QUALIDADE A preocupação de Cila sempre foi com a qualidade do que vende. “Para o mercado, o empreender tem que ser criativo, fazer algo bacana e, ao mesmo tempo, comercial. Há muitos modelos de biquíni, por exemplo, que são lindos, mas não trazem o conforto para a consumidora. É preciso pensar nisso”, afirma. Com o zelo para as suas peças, Cila enfatiza que, para qualquer produto, é preciso sempre pensar na durabilidade e usar materiais bons. “Não é necessário usar os mais caros, mas, sim, os melhores. Eu, por exemplo, uso as melhores tecelagens do Brasil”, revela.
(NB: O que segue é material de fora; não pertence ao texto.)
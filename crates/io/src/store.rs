// Spreadsheet blob store collaborators
//
// The pipelines only need fetch/put of named byte blobs. An absent blob
// means "nothing uploaded yet" and reads as Ok(None), which callers keep
// distinct from every parse failure.

use std::fmt;
use std::fs;
use std::io::ErrorKind;
use std::path::PathBuf;

#[derive(Debug)]
pub enum StoreError {
    /// The backing store cannot be reached (missing credential, bad root).
    Unavailable(String),
    /// IO error while reading or writing a blob.
    Io(String),
}

impl fmt::Display for StoreError {
    fn fmt(&self, f: &mut fmt::Formatter<'_>) -> fmt::Result {
        match self {
            Self::Unavailable(msg) => write!(f, "store unavailable: {msg}"),
            Self::Io(msg) => write!(f, "store IO error: {msg}"),
        }
    }
}

impl std::error::Error for StoreError {}

pub trait SpendStore {
    /// Fetch a named blob. Absent blobs are `Ok(None)`, not an error.
    fn fetch(&self, name: &str) -> Result<Option<Vec<u8>>, StoreError>;

    /// Store a named blob, overwriting, and return its location.
    fn put(&self, name: &str, bytes: &[u8]) -> Result<String, StoreError>;
}

/// Directory-backed store for local runs and tests.
pub struct DirStore {
    root: PathBuf,
}

impl DirStore {
    pub fn new(root: impl Into<PathBuf>) -> Self {
        Self { root: root.into() }
    }
}

impl SpendStore for DirStore {
    fn fetch(&self, name: &str) -> Result<Option<Vec<u8>>, StoreError> {
        match fs::read(self.root.join(name)) {
            Ok(bytes) => Ok(Some(bytes)),
            Err(e) if e.kind() == ErrorKind::NotFound => Ok(None),
            Err(e) => Err(StoreError::Io(e.to_string())),
        }
    }

    fn put(&self, name: &str, bytes: &[u8]) -> Result<String, StoreError> {
        fs::create_dir_all(&self.root).map_err(|e| StoreError::Unavailable(e.to_string()))?;
        let path = self.root.join(name);
        fs::write(&path, bytes).map_err(|e| StoreError::Io(e.to_string()))?;
        Ok(path.display().to_string())
    }
}

#[cfg(test)]
mod tests {
    use super::*;

    #[test]
    fn put_then_fetch() {
        let dir = tempfile::tempdir().unwrap();
        let store = DirStore::new(dir.path());
        let location = store.put("FormattedAnnualBudget.xlsx", b"bytes").unwrap();
        assert!(location.ends_with("FormattedAnnualBudget.xlsx"));
        let fetched = store.fetch("FormattedAnnualBudget.xlsx").unwrap();
        assert_eq!(fetched.as_deref(), Some(b"bytes".as_slice()));
    }

    #[test]
    fn absent_blob_is_none_not_an_error() {
        let dir = tempfile::tempdir().unwrap();
        let store = DirStore::new(dir.path());
        assert!(store.fetch("missing.xlsx").unwrap().is_none());
    }
}
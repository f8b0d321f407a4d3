//! Display-name normalization for media channels and division tags.

/// Map a raw media name from the billing feed to its tracker channel name.
/// Unknown names pass through unchanged.
pub fn channel_name(media: &str) -> &str {
    match media.trim() {
        "TELEVISION" => "TV",
        "PRESS" => "Print",
        "CINEMA" => "Cinema",
        "POSTER" => "OOH",
        "SEARCH&SOC" => "Social",
        "DISPLAY" => "Display",
        "FEES" | "INT'L" => "Retainer Fee",
        other => other,
    }
}

/// Division label for an unbilled workbook sheet name.
pub fn division_for_sheet(sheet: &str) -> &str {
    match sheet.trim() {
        "F_B" | "F&B" => "F&B",
        "WFJ" | "W&FJ" => "W&FJ",
        "FASHION" | "FSH&EW" => "FSH&EW",
        "PAID SEARCH" | "Paid Search" => "Paid Search",
        other => other,
    }
}

#[cfg(test)]
mod tests {
    use super::*;

    #[test]
    fn known_media_names() {
        assert_eq!(channel_name("TELEVISION"), "TV");
        assert_eq!(channel_name("POSTER"), "OOH");
        assert_eq!(channel_name("FEES"), "Retainer Fee");
        assert_eq!(channel_name("INT'L"), "Retainer Fee");
    }

    #[test]
    fn unknown_media_passes_through() {
        assert_eq!(channel_name("Podcast"), "Podcast");
        assert_eq!(channel_name(" TELEVISION "), "TV");
    }

    #[test]
    fn sheet_divisions() {
        assert_eq!(division_for_sheet("F_B"), "F&B");
        assert_eq!(division_for_sheet("WFJ"), "W&FJ");
        assert_eq!(division_for_sheet("FASHION"), "FSH&EW");
        assert_eq!(division_for_sheet("PAID SEARCH"), "Paid Search");
        assert_eq!(division_for_sheet("Notes"), "Notes");
    }
}
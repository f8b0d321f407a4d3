// CSV/TSV import
//
// Produces the same RowTable shape as the xlsx reader so both encodings
// feed one schema layer.

use std::time::Instant;

use adspend_ingest::model::{Cell, RawRow, RowTable, SpendRow};
use adspend_ingest::normalize;
use adspend_ingest::schema::TrackerColumns;
use adspend_ingest::ParseError;

use crate::ParseReport;

/// Read delimited text bytes into a raw row table. The first physical row
/// is carried as data; header handling happens at the schema layer.
pub fn read_rows(bytes: &[u8], label: &str) -> Result<RowTable, ParseError> {
    if bytes.is_empty() {
        return Err(ParseError::EmptyInput { bytes: 0 });
    }
    let content = decode_text(bytes);
    let delimiter = sniff_delimiter(&content);

    let mut reader = csv::ReaderBuilder::new()
        .has_headers(false)
        .flexible(true)
        .delimiter(delimiter)
        .from_reader(content.as_bytes());

    let mut rows = Vec::new();
    for record in reader.records() {
        let record = record.map_err(|e| ParseError::Io(e.to_string()))?;
        rows.push(RawRow::new(record.iter().map(to_cell).collect()));
    }
    if rows.is_empty() {
        return Err(ParseError::EmptySheet {
            sheet: label.to_string(),
        });
    }
    Ok(RowTable {
        sheet: label.to_string(),
        rows,
    })
}

/// Read a single-table CSV export of the unbilled feed into spend rows.
pub fn read_spend_rows(bytes: &[u8], label: &str) -> Result<(Vec<SpendRow>, ParseReport), ParseError> {
    let start_time = Instant::now();
    let table = read_rows(bytes, label)?;

    let Some(header_at) = table.rows.iter().position(|r| !r.is_blank()) else {
        return Err(ParseError::EmptySheet {
            sheet: label.to_string(),
        });
    };
    let columns = TrackerColumns::resolve(&table.sheet, &table.rows[header_at])?;
    let division = normalize::division_for_sheet(label).to_string();

    let mut report = ParseReport {
        sheets_read: 1,
        ..Default::default()
    };
    let mut rows = Vec::new();
    for row in &table.rows[header_at + 1..] {
        match columns.spend_row(row, &division) {
            Some(spend) => {
                report.rows_read += 1;
                rows.push(spend);
            }
            None => report.rows_skipped += 1,
        }
    }
    if rows.is_empty() {
        return Err(ParseError::EmptySheet {
            sheet: label.to_string(),
        });
    }
    report.duration_ms = start_time.elapsed().as_millis();
    Ok((rows, report))
}

fn to_cell(field: &str) -> Cell {
    let trimmed = field.trim();
    if trimmed.is_empty() {
        Cell::Empty
    } else if let Ok(n) = trimmed.parse::<f64>() {
        Cell::Number(n)
    } else {
        Cell::Text(field.to_string())
    }
}

/// Decode bytes as UTF-8, falling back to Windows-1252 for legacy exports.
fn decode_text(bytes: &[u8]) -> String {
    match std::str::from_utf8(bytes) {
        Ok(s) => s.trim_start_matches('\u{feff}').to_string(),
        Err(_) => {
            let (decoded, _, _) = encoding_rs::WINDOWS_1252.decode(bytes);
            decoded.into_owned()
        }
    }
}

/// Detect the most likely field delimiter by checking consistency across
/// the first few lines.
///
/// For each candidate (tab, semicolon, comma, pipe), count fields per
/// line. The delimiter producing the most consistent field count
/// (>1 field) wins.
fn sniff_delimiter(content: &str) -> u8 {
    let candidates: &[u8] = &[b'\t', b';', b',', b'|'];
    let sample_lines: Vec<&str> = content.lines().take(10).collect();

    if sample_lines.is_empty() {
        return b',';
    }

    let mut best = b',';
    let mut best_score = 0u64;

    for &delim in candidates {
        let counts: Vec<usize> = sample_lines
            .iter()
            .map(|line| {
                csv::ReaderBuilder::new()
                    .delimiter(delim)
                    .has_headers(false)
                    .flexible(true)
                    .from_reader(line.as_bytes())
                    .records()
                    .next()
                    .and_then(|r| r.ok())
                    .map(|r| r.len())
                    .unwrap_or(1)
            })
            .collect();

        // Must produce >1 field on the first line to be viable
        let first = counts.first().copied().unwrap_or(0);
        if first <= 1 {
            continue;
        }

        let consistent = counts.iter().filter(|&&c| c == first).count() as u64;
        let score = consistent * first as u64;
        if score > best_score {
            best_score = score;
            best = delim;
        }
    }

    best
}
Para saber se esses tecidos vão ou não dar certo, Cila não esconde: “eu testo”. É isso mesmo. Se há um novo material na moda, ela veste, usa até ver se é, realmente, seguro adotar em seus produtos para vender a suas clientes. “Sempre tomei muito cuidado com isso. O dinheiro da empresa sai do bolso do cliente, ou seja, é a pessoa mais importante do meu negócio”, diz.